▶ WHAT NEEDS TO BE DONE:
Every line of the records below from the line with "filename crates/resultgraph-cli/src/main.rs" up to and including the line with "weights, render options)" must be reproduced exactly, and no line outside that range.

(Data items)
=== Begin Enclosure ===

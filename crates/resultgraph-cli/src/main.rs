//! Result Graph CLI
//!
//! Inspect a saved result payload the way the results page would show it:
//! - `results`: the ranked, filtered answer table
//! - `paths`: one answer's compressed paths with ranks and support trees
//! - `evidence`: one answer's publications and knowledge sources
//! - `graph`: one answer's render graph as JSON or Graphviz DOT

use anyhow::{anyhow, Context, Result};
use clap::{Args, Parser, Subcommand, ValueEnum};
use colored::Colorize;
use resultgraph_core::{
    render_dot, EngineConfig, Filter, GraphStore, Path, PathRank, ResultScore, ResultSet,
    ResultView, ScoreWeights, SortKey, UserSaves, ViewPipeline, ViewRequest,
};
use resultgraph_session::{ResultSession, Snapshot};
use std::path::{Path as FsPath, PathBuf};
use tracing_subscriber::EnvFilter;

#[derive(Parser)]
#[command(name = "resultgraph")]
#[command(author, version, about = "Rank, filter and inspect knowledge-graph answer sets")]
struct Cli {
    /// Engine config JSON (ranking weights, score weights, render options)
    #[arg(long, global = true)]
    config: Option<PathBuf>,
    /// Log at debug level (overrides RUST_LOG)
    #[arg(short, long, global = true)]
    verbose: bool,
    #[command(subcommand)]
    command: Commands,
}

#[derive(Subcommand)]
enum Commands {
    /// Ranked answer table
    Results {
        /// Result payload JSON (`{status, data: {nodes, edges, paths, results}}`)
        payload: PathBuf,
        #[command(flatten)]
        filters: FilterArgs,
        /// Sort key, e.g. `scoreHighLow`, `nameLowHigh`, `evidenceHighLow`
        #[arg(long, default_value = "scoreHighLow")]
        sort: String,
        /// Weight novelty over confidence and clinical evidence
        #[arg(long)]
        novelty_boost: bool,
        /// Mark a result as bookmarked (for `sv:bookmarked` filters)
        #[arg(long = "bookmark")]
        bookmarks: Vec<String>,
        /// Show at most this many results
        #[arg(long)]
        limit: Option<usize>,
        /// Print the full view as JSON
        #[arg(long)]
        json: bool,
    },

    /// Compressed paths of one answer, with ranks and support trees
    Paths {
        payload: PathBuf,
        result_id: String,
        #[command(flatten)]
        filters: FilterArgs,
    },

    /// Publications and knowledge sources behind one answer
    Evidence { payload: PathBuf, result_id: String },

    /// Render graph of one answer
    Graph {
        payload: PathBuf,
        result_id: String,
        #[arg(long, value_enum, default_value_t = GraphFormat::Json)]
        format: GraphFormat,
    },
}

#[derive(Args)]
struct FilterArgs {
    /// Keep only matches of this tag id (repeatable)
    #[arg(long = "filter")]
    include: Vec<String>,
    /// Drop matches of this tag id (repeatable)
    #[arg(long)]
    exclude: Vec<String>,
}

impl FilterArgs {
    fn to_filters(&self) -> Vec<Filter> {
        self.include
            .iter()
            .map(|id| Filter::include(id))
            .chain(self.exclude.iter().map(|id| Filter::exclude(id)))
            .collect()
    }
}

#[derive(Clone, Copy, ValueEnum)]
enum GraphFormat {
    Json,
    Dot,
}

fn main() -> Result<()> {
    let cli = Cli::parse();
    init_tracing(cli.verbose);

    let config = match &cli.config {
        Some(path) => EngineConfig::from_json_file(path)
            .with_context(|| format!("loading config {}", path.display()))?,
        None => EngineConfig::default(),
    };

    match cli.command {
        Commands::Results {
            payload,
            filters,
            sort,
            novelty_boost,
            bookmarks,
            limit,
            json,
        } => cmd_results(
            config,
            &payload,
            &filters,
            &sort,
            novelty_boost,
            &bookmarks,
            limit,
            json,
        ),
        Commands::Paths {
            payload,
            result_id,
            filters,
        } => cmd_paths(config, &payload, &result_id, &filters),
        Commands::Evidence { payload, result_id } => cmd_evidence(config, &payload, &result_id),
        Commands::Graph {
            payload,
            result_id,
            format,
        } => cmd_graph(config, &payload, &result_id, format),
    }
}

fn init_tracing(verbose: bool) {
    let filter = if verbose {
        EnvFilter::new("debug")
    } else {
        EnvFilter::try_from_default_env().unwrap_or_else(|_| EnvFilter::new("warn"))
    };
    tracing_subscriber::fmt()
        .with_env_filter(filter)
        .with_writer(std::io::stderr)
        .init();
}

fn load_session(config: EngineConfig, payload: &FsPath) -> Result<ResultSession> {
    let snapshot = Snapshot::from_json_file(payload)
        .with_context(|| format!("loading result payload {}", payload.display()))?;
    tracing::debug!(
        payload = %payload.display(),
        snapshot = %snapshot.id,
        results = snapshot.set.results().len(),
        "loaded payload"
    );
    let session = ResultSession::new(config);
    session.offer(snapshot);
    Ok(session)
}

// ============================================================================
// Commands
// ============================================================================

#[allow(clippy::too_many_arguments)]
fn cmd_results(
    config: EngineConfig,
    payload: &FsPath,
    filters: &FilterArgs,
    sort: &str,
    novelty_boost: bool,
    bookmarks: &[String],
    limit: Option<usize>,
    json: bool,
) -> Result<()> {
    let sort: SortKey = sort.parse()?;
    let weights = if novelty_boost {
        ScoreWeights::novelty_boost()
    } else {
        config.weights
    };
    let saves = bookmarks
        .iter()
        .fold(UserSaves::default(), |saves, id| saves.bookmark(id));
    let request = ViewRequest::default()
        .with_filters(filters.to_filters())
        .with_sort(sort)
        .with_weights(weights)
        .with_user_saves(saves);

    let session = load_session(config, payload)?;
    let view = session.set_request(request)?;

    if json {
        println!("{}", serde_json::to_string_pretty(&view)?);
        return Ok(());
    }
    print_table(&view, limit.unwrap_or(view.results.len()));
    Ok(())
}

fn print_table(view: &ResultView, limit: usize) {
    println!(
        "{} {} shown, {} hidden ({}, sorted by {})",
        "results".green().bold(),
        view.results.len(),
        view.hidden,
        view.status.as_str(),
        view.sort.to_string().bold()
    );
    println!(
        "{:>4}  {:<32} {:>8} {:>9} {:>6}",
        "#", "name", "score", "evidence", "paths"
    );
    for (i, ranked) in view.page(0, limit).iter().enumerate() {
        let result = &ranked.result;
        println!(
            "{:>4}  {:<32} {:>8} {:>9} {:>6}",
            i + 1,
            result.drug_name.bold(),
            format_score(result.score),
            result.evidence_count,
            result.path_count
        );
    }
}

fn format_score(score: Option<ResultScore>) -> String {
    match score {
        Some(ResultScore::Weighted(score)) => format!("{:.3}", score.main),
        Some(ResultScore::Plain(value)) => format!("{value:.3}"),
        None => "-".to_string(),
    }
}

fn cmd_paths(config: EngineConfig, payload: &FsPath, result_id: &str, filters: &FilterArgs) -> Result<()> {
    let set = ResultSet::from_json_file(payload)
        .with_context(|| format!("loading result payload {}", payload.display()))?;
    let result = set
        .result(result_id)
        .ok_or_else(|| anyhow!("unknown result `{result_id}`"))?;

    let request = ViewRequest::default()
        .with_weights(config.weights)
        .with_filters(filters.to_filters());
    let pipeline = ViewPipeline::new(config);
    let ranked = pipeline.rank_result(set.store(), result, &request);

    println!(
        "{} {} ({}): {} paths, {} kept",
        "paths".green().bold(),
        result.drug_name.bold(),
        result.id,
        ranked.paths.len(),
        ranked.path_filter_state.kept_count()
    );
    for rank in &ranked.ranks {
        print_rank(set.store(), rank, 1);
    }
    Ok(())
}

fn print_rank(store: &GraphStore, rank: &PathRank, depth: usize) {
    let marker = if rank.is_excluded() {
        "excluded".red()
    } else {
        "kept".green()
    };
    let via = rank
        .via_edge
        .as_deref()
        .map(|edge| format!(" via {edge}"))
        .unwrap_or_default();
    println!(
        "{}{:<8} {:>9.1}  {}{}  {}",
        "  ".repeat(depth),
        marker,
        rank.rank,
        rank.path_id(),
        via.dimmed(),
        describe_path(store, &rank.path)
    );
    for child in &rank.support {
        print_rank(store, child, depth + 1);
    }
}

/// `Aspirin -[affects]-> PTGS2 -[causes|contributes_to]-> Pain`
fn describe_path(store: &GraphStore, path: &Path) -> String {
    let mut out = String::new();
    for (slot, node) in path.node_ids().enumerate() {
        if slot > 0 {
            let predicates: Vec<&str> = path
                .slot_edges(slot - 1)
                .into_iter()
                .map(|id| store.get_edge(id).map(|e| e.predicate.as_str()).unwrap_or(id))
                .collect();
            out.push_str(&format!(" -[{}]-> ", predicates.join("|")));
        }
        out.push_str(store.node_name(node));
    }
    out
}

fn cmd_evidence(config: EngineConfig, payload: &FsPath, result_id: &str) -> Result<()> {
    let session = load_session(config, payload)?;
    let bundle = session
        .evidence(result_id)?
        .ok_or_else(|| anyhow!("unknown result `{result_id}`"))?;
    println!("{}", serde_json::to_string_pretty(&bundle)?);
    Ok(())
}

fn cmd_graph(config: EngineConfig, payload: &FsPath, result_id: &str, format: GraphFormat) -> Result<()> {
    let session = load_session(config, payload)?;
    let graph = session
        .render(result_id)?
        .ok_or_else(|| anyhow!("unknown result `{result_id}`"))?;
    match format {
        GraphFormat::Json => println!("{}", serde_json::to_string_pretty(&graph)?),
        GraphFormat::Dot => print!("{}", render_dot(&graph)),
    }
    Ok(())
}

=== End Enclosure ===
=== Begin Enclosure ===

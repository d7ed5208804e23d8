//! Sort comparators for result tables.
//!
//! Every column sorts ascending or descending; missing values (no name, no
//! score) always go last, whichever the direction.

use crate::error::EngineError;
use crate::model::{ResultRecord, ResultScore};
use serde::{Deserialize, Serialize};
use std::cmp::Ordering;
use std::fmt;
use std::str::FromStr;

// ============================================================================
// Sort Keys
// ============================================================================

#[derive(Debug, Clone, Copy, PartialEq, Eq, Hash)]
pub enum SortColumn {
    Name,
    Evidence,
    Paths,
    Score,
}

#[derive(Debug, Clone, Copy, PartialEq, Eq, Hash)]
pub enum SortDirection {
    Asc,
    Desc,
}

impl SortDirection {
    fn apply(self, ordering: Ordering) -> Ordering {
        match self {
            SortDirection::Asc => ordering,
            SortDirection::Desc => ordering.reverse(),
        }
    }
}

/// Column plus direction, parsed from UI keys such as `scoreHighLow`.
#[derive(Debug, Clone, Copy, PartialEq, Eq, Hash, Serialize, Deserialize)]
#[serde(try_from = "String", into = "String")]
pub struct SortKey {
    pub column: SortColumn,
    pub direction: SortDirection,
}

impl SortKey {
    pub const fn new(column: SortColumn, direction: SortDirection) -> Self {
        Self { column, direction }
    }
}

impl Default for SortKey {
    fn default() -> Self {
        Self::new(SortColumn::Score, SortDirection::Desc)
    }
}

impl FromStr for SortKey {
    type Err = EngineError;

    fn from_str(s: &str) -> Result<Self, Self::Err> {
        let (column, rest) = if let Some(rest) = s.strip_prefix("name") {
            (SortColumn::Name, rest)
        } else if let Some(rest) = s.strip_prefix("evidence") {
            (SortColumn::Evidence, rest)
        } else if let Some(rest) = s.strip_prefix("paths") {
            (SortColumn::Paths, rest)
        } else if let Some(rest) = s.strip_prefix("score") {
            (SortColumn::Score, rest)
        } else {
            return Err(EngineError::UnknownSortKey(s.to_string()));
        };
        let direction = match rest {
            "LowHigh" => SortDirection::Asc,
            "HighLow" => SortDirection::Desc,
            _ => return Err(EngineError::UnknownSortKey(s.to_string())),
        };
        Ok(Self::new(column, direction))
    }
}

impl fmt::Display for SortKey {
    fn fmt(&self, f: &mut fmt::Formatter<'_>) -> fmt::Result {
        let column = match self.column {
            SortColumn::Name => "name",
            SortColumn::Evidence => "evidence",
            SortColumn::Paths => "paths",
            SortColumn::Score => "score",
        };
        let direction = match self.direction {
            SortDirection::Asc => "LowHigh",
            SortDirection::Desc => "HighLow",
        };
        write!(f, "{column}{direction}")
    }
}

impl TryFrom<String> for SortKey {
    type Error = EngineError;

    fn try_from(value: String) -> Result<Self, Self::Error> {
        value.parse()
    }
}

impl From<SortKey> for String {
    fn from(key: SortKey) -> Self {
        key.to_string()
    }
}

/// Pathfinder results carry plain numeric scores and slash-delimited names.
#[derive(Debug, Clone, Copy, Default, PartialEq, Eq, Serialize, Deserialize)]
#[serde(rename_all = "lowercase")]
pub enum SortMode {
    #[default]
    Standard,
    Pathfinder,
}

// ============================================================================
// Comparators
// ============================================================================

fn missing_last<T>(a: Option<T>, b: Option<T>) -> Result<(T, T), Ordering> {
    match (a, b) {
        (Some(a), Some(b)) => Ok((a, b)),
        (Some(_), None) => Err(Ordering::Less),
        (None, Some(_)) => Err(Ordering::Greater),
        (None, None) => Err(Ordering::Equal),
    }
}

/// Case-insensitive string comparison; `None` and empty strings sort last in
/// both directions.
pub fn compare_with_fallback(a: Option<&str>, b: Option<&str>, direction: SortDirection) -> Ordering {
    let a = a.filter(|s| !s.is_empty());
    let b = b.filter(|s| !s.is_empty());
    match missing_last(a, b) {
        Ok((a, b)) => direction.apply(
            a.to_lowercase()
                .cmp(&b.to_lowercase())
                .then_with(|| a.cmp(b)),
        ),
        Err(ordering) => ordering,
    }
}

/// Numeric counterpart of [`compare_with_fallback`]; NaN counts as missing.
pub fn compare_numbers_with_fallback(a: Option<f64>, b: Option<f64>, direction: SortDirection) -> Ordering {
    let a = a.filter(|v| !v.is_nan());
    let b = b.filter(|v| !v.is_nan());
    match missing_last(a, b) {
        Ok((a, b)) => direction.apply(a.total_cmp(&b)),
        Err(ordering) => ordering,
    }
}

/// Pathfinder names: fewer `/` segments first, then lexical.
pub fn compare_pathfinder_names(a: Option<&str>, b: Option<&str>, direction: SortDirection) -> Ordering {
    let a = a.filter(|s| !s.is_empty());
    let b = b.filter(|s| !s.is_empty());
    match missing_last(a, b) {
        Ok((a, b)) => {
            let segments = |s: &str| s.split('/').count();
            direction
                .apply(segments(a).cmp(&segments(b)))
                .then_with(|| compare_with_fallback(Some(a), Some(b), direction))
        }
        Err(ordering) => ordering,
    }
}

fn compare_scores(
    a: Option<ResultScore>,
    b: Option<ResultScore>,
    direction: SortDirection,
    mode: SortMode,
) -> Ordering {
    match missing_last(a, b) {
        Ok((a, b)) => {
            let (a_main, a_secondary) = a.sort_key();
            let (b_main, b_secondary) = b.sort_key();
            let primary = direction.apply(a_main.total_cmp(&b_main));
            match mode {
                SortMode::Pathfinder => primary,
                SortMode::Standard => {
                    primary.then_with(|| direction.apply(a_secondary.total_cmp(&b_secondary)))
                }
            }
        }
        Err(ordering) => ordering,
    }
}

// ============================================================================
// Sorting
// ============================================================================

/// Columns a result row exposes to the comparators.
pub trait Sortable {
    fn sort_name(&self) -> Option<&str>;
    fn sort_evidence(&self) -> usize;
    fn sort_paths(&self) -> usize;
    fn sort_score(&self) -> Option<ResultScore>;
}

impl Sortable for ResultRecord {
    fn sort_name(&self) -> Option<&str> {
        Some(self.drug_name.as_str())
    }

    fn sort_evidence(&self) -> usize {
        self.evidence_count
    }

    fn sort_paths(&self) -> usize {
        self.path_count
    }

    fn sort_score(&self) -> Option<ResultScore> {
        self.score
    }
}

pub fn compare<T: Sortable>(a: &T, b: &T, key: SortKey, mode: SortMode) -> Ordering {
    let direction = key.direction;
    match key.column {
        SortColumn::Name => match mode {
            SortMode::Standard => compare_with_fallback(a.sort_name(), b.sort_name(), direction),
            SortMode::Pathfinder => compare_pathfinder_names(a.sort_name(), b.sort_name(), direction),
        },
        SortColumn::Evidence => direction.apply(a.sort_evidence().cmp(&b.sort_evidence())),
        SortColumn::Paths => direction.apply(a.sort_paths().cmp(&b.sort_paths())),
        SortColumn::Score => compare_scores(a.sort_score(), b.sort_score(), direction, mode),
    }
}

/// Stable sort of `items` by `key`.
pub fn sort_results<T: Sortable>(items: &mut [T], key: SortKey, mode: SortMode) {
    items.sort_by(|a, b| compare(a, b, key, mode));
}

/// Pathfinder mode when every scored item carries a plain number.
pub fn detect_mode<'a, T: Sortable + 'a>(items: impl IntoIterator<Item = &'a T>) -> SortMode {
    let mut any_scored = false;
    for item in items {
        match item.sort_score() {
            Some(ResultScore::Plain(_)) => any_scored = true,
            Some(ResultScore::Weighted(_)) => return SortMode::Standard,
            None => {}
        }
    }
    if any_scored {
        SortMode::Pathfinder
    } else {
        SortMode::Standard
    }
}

=== End Enclosure ===

▶ TASK OUTPUT:
filename crates/resultgraph-cli/src/main.rs
//! Result Graph CLI
//!
//! Inspect a saved result payload the way the results page would show it:
//! - `results`: the ranked, filtered answer table
//! - `paths`: one answer's compressed paths with ranks and support trees
//! - `evidence`: one answer's publications and knowledge sources
//! - `graph`: one answer's render graph as JSON or Graphviz DOT

use anyhow::{anyhow, Context, Result};
use clap::{Args, Parser, Subcommand, ValueEnum};
use colored::Colorize;
use resultgraph_core::{
    render_dot, EngineConfig, Filter, GraphStore, Path, PathRank, ResultScore, ResultSet,
    ResultView, ScoreWeights, SortKey, UserSaves, ViewPipeline, ViewRequest,
};
use resultgraph_session::{ResultSession, Snapshot};
use std::path::{Path as FsPath, PathBuf};
use tracing_subscriber::EnvFilter;

#[derive(Parser)]
#[command(name = "resultgraph")]
#[command(author, version, about = "Rank, filter and inspect knowledge-graph answer sets")]
struct Cli {
    /// Engine config JSON (ranking weights, score weights, render options)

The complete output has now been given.